=== Given records ===
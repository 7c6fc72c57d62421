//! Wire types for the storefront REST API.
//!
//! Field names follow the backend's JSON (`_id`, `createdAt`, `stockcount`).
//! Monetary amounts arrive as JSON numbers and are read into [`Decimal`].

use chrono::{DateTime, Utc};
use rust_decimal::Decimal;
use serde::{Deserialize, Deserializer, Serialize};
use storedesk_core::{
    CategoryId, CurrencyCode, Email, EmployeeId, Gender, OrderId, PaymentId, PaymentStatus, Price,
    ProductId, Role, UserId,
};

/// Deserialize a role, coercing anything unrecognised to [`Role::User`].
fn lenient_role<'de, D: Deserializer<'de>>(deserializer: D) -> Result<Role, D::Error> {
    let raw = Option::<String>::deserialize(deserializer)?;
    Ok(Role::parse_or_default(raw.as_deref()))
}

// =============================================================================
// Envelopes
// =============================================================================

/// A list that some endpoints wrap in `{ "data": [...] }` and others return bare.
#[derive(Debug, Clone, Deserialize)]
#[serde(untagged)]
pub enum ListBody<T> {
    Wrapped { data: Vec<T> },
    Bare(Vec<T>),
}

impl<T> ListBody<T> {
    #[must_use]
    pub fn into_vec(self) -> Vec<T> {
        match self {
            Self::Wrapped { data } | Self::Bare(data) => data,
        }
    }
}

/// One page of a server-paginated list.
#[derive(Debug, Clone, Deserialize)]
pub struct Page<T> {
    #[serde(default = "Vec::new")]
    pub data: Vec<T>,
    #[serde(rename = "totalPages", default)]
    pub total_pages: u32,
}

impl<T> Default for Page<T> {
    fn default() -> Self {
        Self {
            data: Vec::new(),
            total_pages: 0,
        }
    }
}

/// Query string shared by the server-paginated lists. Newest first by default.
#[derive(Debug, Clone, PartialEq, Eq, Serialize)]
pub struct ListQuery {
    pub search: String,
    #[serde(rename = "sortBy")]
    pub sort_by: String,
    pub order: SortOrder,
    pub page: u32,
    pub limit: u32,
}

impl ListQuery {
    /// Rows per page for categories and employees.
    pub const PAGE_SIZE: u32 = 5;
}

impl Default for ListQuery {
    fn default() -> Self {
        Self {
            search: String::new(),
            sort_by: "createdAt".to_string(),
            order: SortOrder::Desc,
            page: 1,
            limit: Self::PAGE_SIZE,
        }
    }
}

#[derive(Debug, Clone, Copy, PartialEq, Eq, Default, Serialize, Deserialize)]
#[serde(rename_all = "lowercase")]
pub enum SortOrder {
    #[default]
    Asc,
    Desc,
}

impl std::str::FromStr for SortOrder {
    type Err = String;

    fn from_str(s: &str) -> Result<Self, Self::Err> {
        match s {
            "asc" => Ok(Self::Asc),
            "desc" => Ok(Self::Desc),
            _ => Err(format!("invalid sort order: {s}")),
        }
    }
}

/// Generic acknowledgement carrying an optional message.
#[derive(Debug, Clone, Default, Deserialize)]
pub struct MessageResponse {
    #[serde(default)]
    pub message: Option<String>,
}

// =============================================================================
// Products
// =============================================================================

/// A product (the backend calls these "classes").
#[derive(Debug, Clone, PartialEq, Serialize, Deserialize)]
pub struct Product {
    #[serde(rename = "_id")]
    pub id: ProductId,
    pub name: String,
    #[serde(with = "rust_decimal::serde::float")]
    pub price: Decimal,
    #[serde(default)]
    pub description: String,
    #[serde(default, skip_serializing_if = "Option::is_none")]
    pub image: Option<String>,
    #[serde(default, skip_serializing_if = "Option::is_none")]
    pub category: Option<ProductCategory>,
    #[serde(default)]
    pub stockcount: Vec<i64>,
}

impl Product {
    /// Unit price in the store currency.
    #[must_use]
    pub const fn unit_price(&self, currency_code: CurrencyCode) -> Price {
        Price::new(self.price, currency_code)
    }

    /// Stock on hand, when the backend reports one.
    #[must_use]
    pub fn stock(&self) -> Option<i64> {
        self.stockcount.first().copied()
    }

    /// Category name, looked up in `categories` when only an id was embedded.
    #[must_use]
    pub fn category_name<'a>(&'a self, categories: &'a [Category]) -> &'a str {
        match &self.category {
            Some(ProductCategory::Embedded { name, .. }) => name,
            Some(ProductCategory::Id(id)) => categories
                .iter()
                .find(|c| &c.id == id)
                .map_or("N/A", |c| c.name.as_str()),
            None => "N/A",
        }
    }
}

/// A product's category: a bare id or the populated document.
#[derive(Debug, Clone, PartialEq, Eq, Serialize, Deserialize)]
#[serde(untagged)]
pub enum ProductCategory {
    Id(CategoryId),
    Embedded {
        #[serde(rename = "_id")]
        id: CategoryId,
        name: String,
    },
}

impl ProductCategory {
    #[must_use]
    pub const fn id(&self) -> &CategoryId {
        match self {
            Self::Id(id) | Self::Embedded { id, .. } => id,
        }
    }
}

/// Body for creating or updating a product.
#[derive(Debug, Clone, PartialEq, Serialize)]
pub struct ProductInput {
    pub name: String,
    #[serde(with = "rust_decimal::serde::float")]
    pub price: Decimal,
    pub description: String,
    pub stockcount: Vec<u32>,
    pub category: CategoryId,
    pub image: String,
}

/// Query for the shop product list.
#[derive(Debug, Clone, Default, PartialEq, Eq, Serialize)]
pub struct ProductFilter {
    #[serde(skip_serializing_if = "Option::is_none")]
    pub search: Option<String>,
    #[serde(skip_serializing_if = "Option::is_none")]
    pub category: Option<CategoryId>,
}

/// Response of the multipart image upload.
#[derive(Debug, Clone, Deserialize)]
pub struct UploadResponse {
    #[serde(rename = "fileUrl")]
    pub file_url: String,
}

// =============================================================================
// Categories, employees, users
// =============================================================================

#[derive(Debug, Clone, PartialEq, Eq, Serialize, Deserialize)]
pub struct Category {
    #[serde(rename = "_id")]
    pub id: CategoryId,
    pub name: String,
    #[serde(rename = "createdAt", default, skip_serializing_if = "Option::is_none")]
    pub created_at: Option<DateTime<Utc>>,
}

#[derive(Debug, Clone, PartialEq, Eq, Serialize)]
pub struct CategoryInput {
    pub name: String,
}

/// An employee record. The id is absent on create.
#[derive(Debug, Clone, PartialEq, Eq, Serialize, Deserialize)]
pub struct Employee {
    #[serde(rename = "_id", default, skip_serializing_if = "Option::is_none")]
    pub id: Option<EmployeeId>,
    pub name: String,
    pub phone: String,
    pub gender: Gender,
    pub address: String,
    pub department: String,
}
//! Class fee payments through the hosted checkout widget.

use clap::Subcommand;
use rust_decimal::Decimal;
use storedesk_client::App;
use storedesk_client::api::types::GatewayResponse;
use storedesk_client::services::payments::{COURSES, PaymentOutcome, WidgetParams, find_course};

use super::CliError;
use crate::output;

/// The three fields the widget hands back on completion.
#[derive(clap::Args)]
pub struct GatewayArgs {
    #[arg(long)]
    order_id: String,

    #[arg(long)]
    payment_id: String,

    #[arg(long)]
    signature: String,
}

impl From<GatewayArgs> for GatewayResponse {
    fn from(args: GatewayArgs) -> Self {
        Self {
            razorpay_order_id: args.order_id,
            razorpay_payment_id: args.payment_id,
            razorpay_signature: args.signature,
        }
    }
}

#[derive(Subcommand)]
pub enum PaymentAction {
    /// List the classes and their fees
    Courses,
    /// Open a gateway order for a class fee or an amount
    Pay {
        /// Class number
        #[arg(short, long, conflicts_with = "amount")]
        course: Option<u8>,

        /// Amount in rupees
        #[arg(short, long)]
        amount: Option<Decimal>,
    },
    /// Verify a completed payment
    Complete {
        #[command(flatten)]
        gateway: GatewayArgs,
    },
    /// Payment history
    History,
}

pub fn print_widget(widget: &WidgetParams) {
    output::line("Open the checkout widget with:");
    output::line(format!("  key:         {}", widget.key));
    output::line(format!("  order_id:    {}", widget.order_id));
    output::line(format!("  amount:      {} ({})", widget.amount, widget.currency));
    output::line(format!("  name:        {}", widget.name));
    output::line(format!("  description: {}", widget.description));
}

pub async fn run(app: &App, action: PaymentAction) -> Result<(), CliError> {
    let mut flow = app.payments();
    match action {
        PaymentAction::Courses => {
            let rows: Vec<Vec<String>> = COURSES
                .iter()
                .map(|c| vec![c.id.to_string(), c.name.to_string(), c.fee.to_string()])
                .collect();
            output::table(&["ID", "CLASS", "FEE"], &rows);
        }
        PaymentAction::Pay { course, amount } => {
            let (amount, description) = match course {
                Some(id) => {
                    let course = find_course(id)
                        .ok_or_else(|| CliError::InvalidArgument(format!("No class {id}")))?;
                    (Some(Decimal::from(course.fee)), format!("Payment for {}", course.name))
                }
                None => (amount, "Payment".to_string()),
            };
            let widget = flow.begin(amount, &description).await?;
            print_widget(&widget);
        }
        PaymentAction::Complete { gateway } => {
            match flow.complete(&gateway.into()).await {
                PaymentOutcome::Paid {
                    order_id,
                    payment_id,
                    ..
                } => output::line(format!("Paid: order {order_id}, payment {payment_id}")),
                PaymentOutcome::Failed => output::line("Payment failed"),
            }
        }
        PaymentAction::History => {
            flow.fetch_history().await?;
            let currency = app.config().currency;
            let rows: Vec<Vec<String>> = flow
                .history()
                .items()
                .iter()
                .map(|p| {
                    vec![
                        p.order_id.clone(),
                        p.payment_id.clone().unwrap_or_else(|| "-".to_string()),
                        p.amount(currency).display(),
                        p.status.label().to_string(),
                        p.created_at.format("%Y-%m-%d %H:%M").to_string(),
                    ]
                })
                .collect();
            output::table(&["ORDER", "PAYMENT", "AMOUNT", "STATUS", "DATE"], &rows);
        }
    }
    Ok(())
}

=== What you have to do ===
Write out every line from the entries where "await" appears.

=== Exercise solution ===
            let widget = flow.begin(amount, &description).await?;
            match flow.complete(&gateway.into()).await {
            flow.fetch_history().await?;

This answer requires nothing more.